*** Material provided Section Begins ***

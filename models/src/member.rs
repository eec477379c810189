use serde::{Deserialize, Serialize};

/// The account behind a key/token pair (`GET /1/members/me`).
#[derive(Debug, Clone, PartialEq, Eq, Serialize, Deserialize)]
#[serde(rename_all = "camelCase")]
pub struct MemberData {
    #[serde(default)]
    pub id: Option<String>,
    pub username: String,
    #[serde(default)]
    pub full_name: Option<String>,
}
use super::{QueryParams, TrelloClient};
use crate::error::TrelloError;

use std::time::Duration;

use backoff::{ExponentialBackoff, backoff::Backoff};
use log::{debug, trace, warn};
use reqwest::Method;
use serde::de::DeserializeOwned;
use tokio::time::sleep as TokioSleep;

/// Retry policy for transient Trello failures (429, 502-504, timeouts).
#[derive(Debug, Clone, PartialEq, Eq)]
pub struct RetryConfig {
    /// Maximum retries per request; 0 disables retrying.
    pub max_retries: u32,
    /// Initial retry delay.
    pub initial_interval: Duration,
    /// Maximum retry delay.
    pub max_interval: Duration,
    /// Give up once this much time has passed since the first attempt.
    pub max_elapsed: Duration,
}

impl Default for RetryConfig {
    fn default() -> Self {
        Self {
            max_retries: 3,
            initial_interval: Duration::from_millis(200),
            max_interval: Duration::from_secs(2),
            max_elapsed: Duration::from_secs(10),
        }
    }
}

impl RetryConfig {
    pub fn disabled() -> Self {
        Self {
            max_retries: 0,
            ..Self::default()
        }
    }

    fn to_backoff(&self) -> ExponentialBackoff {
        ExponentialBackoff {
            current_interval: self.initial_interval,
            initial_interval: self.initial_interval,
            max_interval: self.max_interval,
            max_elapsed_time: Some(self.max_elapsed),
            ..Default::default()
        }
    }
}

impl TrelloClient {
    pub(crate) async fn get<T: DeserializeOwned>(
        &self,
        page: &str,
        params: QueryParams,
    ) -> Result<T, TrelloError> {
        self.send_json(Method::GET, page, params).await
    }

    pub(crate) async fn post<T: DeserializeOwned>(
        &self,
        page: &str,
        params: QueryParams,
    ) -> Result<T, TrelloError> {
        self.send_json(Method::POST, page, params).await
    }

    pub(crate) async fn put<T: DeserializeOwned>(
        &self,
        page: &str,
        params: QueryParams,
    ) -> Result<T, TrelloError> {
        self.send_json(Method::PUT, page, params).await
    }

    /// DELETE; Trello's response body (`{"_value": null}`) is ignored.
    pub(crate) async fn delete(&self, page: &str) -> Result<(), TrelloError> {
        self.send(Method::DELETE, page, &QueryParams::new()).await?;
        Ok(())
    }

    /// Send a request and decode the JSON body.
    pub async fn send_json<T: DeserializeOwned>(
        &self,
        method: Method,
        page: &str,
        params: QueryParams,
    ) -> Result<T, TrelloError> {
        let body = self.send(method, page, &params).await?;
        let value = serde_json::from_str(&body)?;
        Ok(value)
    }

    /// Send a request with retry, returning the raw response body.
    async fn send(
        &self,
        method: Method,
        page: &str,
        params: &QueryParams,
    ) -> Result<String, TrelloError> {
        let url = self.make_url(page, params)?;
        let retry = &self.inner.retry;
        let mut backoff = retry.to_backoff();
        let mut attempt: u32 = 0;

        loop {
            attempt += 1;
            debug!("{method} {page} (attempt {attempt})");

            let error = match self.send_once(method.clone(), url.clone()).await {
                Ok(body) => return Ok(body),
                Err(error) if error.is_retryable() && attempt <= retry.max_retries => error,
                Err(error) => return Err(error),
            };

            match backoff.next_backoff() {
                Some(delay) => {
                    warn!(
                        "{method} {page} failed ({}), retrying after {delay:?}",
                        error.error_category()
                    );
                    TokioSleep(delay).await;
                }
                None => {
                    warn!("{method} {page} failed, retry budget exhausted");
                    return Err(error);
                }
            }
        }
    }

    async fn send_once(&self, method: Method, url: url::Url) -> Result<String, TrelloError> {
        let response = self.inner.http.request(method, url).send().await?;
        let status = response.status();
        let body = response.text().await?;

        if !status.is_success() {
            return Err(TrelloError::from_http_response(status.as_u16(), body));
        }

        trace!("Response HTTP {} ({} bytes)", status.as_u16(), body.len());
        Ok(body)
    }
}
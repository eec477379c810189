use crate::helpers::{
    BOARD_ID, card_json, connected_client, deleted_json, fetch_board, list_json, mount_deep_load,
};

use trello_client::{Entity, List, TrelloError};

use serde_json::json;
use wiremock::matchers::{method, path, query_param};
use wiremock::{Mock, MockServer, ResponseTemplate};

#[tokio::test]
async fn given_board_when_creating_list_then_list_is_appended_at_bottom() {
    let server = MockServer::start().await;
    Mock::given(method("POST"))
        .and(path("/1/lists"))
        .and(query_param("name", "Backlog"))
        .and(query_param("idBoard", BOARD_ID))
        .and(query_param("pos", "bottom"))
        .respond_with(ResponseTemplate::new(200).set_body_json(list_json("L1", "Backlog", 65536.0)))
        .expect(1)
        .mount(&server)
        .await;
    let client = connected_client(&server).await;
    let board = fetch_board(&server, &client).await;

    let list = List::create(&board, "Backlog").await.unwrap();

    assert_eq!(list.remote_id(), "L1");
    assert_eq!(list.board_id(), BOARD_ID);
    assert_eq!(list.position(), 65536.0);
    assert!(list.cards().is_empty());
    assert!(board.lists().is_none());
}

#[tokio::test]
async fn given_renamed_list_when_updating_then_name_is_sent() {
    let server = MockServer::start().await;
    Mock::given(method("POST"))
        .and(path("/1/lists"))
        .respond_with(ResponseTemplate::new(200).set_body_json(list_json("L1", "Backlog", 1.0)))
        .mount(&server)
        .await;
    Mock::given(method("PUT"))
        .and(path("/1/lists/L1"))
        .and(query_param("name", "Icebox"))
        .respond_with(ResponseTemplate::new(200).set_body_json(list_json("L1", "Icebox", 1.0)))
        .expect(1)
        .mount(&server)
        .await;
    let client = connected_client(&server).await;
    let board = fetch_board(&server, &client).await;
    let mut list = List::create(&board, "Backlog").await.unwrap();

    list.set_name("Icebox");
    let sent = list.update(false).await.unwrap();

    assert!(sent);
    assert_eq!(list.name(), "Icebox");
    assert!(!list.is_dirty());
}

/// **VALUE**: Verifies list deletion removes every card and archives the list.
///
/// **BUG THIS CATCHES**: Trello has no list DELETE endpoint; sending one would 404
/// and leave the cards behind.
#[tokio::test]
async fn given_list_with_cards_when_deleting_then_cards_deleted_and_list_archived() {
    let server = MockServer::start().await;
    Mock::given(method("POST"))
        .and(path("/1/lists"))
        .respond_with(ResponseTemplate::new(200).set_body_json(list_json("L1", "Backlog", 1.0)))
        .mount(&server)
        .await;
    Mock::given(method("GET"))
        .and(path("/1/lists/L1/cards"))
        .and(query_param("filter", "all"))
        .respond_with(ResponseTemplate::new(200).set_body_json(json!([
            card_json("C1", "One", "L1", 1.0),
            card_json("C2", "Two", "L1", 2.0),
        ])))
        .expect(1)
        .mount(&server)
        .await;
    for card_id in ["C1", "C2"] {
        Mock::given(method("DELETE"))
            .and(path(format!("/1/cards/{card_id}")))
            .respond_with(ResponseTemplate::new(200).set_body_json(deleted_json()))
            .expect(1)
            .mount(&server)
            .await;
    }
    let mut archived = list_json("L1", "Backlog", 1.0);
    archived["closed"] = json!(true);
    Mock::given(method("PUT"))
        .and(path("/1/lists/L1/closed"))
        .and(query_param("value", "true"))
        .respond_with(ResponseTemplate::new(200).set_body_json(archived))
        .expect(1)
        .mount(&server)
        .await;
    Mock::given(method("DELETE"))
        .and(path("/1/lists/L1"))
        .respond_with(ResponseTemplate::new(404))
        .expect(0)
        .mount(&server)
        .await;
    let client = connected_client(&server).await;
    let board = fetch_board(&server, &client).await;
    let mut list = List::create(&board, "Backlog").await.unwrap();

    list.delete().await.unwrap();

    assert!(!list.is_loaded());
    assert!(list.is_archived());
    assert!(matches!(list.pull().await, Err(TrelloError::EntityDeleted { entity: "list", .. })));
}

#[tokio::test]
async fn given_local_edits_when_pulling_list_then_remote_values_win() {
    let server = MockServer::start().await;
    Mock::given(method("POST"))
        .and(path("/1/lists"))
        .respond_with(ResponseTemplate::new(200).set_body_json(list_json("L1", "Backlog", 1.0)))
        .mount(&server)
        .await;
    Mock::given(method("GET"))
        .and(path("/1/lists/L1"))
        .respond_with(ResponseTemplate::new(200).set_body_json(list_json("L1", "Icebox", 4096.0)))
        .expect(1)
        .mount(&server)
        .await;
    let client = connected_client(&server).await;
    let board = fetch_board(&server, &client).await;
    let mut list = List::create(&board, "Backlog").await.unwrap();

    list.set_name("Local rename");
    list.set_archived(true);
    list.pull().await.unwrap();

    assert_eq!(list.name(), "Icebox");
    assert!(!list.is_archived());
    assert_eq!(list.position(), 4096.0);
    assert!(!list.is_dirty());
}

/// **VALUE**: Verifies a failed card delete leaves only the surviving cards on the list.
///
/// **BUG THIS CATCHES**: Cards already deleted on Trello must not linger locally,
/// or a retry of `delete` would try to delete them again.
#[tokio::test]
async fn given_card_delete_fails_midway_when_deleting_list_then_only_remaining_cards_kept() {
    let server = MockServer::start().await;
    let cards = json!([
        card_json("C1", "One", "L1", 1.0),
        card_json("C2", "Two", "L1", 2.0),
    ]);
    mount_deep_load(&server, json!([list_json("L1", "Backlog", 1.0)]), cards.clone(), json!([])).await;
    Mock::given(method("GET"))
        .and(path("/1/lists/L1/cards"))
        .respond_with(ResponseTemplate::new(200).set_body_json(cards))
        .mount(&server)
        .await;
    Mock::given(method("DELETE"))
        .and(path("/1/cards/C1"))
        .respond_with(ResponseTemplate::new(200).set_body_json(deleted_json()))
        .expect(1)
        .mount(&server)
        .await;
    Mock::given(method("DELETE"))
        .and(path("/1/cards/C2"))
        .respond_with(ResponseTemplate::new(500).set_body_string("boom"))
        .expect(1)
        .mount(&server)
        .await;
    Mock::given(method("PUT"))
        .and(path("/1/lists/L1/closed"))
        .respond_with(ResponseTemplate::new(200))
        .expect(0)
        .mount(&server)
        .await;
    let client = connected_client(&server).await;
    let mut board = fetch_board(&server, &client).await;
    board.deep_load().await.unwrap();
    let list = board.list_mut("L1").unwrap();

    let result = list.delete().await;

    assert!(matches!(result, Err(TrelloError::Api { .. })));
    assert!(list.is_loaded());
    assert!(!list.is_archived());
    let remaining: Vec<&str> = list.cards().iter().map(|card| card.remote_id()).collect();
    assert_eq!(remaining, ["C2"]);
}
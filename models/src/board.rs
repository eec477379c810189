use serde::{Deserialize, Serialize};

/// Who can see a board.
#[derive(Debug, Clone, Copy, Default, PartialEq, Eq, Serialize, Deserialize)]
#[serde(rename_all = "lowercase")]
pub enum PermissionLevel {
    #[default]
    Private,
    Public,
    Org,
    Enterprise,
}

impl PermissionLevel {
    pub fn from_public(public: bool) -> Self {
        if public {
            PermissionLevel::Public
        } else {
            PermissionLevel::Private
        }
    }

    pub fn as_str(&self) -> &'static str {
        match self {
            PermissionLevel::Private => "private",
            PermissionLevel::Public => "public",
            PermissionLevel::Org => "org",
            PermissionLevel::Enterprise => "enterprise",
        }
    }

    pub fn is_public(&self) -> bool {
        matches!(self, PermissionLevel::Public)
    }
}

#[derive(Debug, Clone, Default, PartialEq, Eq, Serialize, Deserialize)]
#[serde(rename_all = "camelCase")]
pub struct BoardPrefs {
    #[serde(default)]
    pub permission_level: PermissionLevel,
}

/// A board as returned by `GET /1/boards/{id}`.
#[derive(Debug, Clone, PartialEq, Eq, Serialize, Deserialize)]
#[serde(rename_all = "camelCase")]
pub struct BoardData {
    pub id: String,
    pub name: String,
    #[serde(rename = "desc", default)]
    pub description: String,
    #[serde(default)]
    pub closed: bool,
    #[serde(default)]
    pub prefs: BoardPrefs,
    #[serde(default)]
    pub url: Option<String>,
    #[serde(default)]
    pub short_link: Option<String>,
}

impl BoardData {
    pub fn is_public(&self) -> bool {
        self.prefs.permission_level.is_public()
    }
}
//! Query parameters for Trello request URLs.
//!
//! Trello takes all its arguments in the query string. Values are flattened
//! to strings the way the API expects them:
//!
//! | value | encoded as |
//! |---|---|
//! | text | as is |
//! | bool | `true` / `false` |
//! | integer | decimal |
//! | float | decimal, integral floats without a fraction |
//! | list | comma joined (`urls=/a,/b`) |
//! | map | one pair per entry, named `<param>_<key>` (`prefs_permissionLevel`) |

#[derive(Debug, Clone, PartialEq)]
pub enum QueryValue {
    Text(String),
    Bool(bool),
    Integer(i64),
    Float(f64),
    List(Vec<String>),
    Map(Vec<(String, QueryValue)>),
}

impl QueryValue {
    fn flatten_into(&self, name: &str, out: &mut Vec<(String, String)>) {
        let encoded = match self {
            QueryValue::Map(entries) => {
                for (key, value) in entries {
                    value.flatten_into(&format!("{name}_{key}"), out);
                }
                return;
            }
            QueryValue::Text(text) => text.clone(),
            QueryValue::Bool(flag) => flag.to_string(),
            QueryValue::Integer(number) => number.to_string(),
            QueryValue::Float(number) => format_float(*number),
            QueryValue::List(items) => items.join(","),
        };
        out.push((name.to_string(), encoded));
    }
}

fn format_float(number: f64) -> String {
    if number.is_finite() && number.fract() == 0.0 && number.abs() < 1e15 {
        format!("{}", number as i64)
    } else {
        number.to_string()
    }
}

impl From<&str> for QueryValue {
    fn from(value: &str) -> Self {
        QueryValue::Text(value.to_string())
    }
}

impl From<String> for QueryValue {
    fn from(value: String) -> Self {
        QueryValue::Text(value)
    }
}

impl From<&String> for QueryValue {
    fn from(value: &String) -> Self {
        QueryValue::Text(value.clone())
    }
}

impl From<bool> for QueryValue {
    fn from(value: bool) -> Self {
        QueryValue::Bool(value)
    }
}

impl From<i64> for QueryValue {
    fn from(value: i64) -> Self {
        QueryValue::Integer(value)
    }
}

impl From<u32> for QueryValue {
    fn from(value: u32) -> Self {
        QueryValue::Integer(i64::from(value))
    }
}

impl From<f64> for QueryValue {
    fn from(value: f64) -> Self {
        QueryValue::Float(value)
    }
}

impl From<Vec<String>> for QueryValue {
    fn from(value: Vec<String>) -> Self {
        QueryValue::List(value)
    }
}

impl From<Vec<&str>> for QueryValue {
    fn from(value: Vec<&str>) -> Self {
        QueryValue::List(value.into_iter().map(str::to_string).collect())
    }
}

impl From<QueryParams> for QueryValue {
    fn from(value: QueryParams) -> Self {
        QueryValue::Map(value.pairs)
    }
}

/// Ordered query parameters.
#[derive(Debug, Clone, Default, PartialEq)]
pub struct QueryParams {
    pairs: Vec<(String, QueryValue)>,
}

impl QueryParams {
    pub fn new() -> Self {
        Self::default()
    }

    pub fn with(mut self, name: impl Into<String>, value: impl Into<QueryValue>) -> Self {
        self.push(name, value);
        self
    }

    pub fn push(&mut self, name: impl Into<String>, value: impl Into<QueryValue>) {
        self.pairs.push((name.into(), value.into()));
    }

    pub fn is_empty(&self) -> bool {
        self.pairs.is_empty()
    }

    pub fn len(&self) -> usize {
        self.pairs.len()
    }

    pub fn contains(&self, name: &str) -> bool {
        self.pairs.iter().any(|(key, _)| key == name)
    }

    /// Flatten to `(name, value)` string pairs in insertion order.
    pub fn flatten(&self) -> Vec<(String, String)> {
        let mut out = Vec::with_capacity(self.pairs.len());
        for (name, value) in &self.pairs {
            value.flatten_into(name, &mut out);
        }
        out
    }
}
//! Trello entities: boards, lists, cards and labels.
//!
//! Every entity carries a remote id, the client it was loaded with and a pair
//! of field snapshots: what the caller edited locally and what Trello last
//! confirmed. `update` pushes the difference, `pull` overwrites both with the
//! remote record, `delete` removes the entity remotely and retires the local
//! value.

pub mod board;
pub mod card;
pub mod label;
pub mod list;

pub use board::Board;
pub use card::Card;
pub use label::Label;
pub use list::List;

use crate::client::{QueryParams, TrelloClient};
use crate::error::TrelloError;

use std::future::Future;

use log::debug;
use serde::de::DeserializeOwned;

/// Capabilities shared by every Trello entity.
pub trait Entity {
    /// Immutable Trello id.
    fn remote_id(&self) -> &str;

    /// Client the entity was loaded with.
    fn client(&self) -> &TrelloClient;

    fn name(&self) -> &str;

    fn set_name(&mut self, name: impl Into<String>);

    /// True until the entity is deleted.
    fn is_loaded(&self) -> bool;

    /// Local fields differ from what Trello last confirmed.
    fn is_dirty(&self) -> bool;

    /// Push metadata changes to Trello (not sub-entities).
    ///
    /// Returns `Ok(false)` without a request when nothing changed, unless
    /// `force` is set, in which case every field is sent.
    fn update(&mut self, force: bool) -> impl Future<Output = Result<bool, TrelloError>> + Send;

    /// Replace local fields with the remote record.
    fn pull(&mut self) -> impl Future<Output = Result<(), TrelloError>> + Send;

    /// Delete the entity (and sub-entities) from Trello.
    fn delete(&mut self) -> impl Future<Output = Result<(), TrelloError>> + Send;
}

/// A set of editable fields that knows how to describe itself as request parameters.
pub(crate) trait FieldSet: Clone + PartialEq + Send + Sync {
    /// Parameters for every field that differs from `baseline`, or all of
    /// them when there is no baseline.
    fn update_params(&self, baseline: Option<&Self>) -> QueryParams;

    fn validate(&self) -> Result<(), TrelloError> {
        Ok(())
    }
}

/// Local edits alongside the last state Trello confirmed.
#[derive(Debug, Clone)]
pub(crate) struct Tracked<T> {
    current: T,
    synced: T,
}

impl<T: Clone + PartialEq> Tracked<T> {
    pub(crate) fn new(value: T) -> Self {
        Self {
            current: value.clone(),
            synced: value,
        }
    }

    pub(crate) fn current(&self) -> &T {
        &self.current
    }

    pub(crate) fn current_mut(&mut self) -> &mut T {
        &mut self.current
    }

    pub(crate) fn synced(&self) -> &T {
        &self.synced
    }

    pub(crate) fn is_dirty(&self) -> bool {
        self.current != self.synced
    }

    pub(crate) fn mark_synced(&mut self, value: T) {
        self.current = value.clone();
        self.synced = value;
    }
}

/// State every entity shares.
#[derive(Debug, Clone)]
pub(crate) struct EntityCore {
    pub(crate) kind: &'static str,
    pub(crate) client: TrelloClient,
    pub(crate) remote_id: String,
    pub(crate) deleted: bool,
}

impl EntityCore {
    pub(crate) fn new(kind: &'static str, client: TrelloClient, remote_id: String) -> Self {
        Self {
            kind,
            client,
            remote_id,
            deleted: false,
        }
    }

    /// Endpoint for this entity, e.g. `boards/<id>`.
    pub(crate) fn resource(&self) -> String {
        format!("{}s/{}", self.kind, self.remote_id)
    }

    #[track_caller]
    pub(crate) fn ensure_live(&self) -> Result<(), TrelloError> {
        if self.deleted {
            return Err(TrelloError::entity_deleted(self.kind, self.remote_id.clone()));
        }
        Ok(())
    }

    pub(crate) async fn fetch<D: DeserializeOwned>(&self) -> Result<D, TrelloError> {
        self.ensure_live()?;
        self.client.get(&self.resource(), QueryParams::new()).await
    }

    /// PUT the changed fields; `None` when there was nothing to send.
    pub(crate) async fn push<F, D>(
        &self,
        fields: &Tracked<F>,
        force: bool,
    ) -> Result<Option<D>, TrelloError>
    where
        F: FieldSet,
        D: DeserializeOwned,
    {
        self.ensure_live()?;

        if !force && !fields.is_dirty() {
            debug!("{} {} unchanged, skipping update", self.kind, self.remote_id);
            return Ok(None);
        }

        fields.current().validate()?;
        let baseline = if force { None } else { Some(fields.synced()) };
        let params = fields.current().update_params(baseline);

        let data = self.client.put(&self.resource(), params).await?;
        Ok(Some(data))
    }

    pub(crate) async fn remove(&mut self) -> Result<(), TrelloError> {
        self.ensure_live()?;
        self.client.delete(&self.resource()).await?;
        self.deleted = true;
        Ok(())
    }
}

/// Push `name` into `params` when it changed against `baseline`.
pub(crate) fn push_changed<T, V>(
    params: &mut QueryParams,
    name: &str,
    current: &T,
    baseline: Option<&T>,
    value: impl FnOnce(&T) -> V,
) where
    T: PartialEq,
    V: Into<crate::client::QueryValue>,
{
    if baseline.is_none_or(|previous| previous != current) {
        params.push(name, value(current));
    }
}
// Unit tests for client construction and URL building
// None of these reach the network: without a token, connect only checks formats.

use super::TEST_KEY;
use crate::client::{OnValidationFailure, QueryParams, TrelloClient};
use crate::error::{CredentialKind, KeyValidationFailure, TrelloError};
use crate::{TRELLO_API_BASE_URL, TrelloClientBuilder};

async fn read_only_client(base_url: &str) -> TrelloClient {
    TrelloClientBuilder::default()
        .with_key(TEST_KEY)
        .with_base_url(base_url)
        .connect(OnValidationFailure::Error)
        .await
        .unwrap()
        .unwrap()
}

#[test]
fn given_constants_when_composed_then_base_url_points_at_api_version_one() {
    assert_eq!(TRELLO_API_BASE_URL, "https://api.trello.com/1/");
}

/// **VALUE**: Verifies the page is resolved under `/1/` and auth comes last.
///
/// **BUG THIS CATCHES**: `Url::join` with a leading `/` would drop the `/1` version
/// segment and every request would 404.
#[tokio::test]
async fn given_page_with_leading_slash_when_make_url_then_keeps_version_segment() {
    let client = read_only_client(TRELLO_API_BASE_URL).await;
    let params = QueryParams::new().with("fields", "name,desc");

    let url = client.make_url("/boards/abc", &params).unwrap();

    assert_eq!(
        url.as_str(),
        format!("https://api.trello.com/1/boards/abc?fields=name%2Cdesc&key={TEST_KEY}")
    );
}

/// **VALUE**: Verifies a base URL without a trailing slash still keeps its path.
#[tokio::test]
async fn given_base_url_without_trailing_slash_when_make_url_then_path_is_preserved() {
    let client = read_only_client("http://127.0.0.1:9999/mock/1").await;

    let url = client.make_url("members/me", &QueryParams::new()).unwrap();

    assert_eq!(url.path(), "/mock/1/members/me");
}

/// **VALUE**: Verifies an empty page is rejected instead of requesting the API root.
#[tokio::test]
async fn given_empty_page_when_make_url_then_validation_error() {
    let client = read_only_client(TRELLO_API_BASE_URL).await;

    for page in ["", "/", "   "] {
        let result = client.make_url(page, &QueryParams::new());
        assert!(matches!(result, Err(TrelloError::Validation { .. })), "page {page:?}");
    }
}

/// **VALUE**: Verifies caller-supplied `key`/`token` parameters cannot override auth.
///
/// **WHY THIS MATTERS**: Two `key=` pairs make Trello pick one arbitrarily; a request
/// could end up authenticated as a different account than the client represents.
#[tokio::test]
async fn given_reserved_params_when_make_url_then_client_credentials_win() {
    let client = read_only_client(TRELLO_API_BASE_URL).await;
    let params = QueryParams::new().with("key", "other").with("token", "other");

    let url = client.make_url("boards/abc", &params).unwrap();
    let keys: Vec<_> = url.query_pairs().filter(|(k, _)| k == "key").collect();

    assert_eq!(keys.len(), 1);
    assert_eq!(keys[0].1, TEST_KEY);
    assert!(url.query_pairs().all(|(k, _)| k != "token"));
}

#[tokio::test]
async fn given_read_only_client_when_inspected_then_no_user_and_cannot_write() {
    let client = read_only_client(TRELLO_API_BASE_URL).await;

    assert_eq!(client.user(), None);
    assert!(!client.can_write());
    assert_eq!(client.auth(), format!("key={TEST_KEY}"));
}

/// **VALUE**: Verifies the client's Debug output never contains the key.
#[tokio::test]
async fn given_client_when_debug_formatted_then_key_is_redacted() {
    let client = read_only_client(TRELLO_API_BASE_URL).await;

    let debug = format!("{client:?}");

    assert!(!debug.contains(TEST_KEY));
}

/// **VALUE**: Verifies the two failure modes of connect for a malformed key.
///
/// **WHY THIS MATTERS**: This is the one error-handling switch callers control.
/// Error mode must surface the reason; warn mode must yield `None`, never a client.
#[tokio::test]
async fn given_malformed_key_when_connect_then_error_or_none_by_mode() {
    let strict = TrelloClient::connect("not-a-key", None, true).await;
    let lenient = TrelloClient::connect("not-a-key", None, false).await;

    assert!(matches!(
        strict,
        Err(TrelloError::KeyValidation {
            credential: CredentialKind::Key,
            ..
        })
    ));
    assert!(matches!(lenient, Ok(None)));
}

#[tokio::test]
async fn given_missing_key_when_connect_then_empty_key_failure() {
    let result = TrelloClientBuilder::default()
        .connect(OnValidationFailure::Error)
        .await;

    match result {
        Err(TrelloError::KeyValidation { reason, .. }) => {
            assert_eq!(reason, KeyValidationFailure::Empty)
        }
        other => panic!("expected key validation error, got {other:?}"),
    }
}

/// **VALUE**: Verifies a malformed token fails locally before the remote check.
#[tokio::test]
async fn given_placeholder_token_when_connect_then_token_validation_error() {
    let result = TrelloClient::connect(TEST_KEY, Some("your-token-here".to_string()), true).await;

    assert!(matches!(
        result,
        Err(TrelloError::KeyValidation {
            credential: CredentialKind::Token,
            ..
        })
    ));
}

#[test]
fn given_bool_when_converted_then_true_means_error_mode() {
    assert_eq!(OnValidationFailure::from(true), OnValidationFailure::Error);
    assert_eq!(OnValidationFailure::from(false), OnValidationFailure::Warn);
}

*** Material provided Section Ends ***

**Exercise**
Your answer should be a single number, which is the count of lines in the data above that include the word "CATCHES".

**Finished task**
3